Cell Phones Used to Measure Happiness
TEHRAN (Tasnim) – Scientists found new methods to use mobile phones to explore how one's environment influences one's sense of well-being.
In a study involving volunteers who agreed to provide information about their feelings and locations, the researchers at Princeton University found that cell phones can efficiently capture information that is otherwise difficult to record, given today's on-the-go lifestyle. This is important, according to the researchers, because feelings recorded "in the moment" are likely to be more accurate than feelings jotted down after the fact.
To conduct the study, the team created an application for the Android operating system that documented each person's location and periodically sent the question, "How happy are you?"
The investigators invited people to download the app, and over a three-week period, collected information from 270 volunteers in 13 countries who were asked to rate their happiness on a scale of 0 to 5. From the information collected, the researchers created and fine-tuned methods that could lead to a better understanding of how our environments influence emotional well-being. The study was published in the June issue of Demography.
The mobile phone method could help overcome some of the limitations that come with surveys conducted at people's homes, according to the researchers.

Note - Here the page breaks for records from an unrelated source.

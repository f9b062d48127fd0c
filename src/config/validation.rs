//! Configuration validation.
//!
//! # Responsibilities
//! - Semantic validation (serde handles syntactic)
//! - Check methods, paths, redirect targets and statuses
//! - Detect duplicate route names across the whole mount tree
//!
//! # Design Decisions
//! - Returns all validation errors, not just first
//! - Validation is pure function: SignpostConfig → Result<(), Vec<ValidationError>>
//! - Runs before config is accepted into the system

use std::collections::HashSet;

use thiserror::Error;

use crate::config::schema::{MountConfig, RedirectConfig, RouteConfig, SignpostConfig};
use crate::routing::method::Method;

/// One semantic problem, located by its field path.
#[derive(Debug, Clone, PartialEq, Eq, Error)]
#[error("{field}: {message}")]
pub struct ValidationError {
    /// e.g. `mounts[0].routes[2].method`.
    pub field: String,
    pub message: String,
}

impl ValidationError {
    fn new(field: impl Into<String>, message: impl Into<String>) -> Self {
        Self {
            field: field.into(),
            message: message.into(),
        }
    }
}

/// Validate a parsed configuration.
pub fn validate_config(config: &SignpostConfig) -> Result<(), Vec<ValidationError>> {
    let mut errors = Vec::new();
    let mut names = HashSet::new();

    if config.router.params_key.trim().is_empty() {
        errors.push(ValidationError::new("router.params_key", "must not be empty"));
    }
    if !is_redirect_status(config.router.default_redirect_status) {
        errors.push(ValidationError::new(
            "router.default_redirect_status",
            format!("{} is not a 3xx status", config.router.default_redirect_status),
        ));
    }
    if config.observability.metrics_enabled
        && config.observability.metrics_address.parse::<std::net::SocketAddr>().is_err()
    {
        errors.push(ValidationError::new(
            "observability.metrics_address",
            format!("`{}` is not a socket address", config.observability.metrics_address),
        ));
    }

    validate_scope(
        "",
        &config.routes,
        &config.redirects,
        &config.mounts,
        &mut names,
        &mut errors,
    );

    if errors.is_empty() {
        Ok(())
    } else {
        Err(errors)
    }
}

/// Methods a route entry declares; `ANY` expands to all of them.
pub(crate) fn route_methods(route: &RouteConfig) -> Result<Vec<Method>, String> {
    let declared: Vec<&str> = match (&route.method, route.methods.is_empty()) {
        (Some(_), false) => return Err("set either `method` or `methods`, not both".into()),
        (Some(method), true) => vec![method.as_str()],
        (None, false) => route.methods.iter().map(String::as_str).collect(),
        (None, true) => vec!["GET"],
    };

    let mut methods = Vec::new();
    for name in declared {
        if name.eq_ignore_ascii_case("any") {
            return Ok(Method::ALL.to_vec());
        }
        let method: Method = name.parse().map_err(|e| format!("{e}"))?;
        if !methods.contains(&method) {
            methods.push(method);
        }
    }
    Ok(methods)
}

fn validate_scope(
    prefix: &str,
    routes: &[RouteConfig],
    redirects: &[RedirectConfig],
    mounts: &[MountConfig],
    names: &mut HashSet<String>,
    errors: &mut Vec<ValidationError>,
) {
    for (i, route) in routes.iter().enumerate() {
        let field = format!("{prefix}routes[{i}]");
        check_path(&field, &route.path, errors);
        if let Err(message) = route_methods(route) {
            errors.push(ValidationError::new(format!("{field}.method"), message));
        }
        if let Some(name) = &route.name {
            if !names.insert(name.clone()) {
                errors.push(ValidationError::new(
                    format!("{field}.name"),
                    format!("duplicate route name `{name}`"),
                ));
            }
        }
    }

    for (i, redirect) in redirects.iter().enumerate() {
        let field = format!("{prefix}redirects[{i}]");
        check_path(&field, &redirect.path, errors);
        match (&redirect.to, &redirect.to_route) {
            (Some(_), Some(_)) => errors.push(ValidationError::new(
                field.clone(),
                "set either `to` or `to_route`, not both",
            )),
            (None, None) => errors.push(ValidationError::new(
                field.clone(),
                "one of `to` or `to_route` is required",
            )),
            _ => {}
        }
        if let Some(status) = redirect.status {
            if !is_redirect_status(status) {
                errors.push(ValidationError::new(
                    format!("{field}.status"),
                    format!("{status} is not a 3xx status"),
                ));
            }
        }
        if let Some(additional) = &redirect.additional {
            if !matches!(additional.as_str(), "ignore" | "append") {
                errors.push(ValidationError::new(
                    format!("{field}.additional"),
                    format!("unknown policy `{additional}` (expected `ignore` or `append`)"),
                ));
            }
        }
    }

    for (i, mount) in mounts.iter().enumerate() {
        let field = format!("{prefix}mounts[{i}]");
        check_path(&field, &mount.path, errors);
        validate_scope(
            &format!("{field}."),
            &mount.routes,
            &mount.redirects,
            &mount.mounts,
            names,
            errors,
        );
    }
}

fn check_path(field: &str, path: &str, errors: &mut Vec<ValidationError>) {
    if !path.starts_with('/') {
        errors.push(ValidationError::new(
            format!("{field}.path"),
            format!("`{path}` must start with `/`"),
        ));
    }
}

fn is_redirect_status(status: u16) -> bool {
    (300..400).contains(&status)
}

#[cfg(test)]
mod tests {
    use super::*;

    fn parse(toml: &str) -> SignpostConfig {
        toml::from_str(toml).unwrap()
    }

    #[test]
    fn test_valid_config() {
        let config = parse(
            r#"
            [[routes]]
            path = "/users/:id"
            to = "users#show"
            name = "user"

            [[redirects]]
            path = "/people/:id"
            to_route = "user"
            status = 301
            "#,
        );
        assert!(validate_config(&config).is_ok());
    }

    #[test]
    fn test_collects_every_error() {
        let config = parse(
            r#"
            [router]
            default_redirect_status = 200

            [[routes]]
            method = "TRACE"
            path = "users"

            [[redirects]]
            path = "/a"
            additional = "drop"

            [[redirects]]
            path = "/b"
            to = "/c"
            to_route = "c"
            status = 404
            "#,
        );
        let errors = validate_config(&config).unwrap_err();
        let fields: Vec<&str> = errors.iter().map(|e| e.field.as_str()).collect();
        assert_eq!(
            fields,
            vec![
                "router.default_redirect_status",
                "routes[0].path",
                "routes[0].method",
                "redirects[0]",
                "redirects[0].additional",
                "redirects[1]",
                "redirects[1].status",
            ]
        );
    }

    #[test]
    fn test_duplicate_names_across_mounts() {
        let config = parse(
            r#"
            [[routes]]
            path = "/users"
            name = "users"

            [[mounts]]
            path = "/admin"

            [[mounts.routes]]
            path = "/users"
            name = "users"
            "#,
        );
        let errors = validate_config(&config).unwrap_err();
        assert_eq!(errors.len(), 1);
        assert_eq!(errors[0].field, "mounts[0].routes[0].name");
        assert_eq!(errors[0].to_string(), "mounts[0].routes[0].name: duplicate route name `users`");
    }

    #[test]
    fn test_route_methods() {
        let route = RouteConfig {
            path: "/".into(),
            ..Default::default()
        };
        assert_eq!(route_methods(&route).unwrap(), vec![Method::Get]);

        let route = RouteConfig {
            methods: vec!["post".into(), "PUT".into(), "POST".into()],
            ..route
        };
        assert_eq!(route_methods(&route).unwrap(), vec![Method::Post, Method::Put]);

        let route = RouteConfig {
            method: Some("any".into()),
            methods: vec![],
            ..route
        };
        assert_eq!(route_methods(&route).unwrap().len(), 6);

        let route = RouteConfig {
            methods: vec!["GET".into()],
            ..route
        };
        assert!(route_methods(&route).is_err());
    }
}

Census measurements tie people to specific areas -- the census tracts in which they live -- that are usually not the only areas that people actually frequent.
"People spend a significant amount of time outside their census tracks," John Palmer, a graduate student in the Woodrow Wilson School of Public and International Affairs and the paper's lead author said. "If we want to get more precise findings of contextual measurements we need to use techniques like this."
However, Palmer’s team did obtain some preliminary results regarding happiness: for example, male subjects tended to describe themselves as less happy when they were further from their homes, whereas females did not demonstrate a particular trend with regards to emotions and distance.
"One of the limitations of the study is that it is not representative of all people," Palmer said. Participants had to have smart phones and be Internet users. It is also possible that people who were happy were more likely to respond to the survey. However, Palmer said, the study demonstrates the potential for mobile phone research to reach groups of people that may be less accessible by paper surveys or interviews.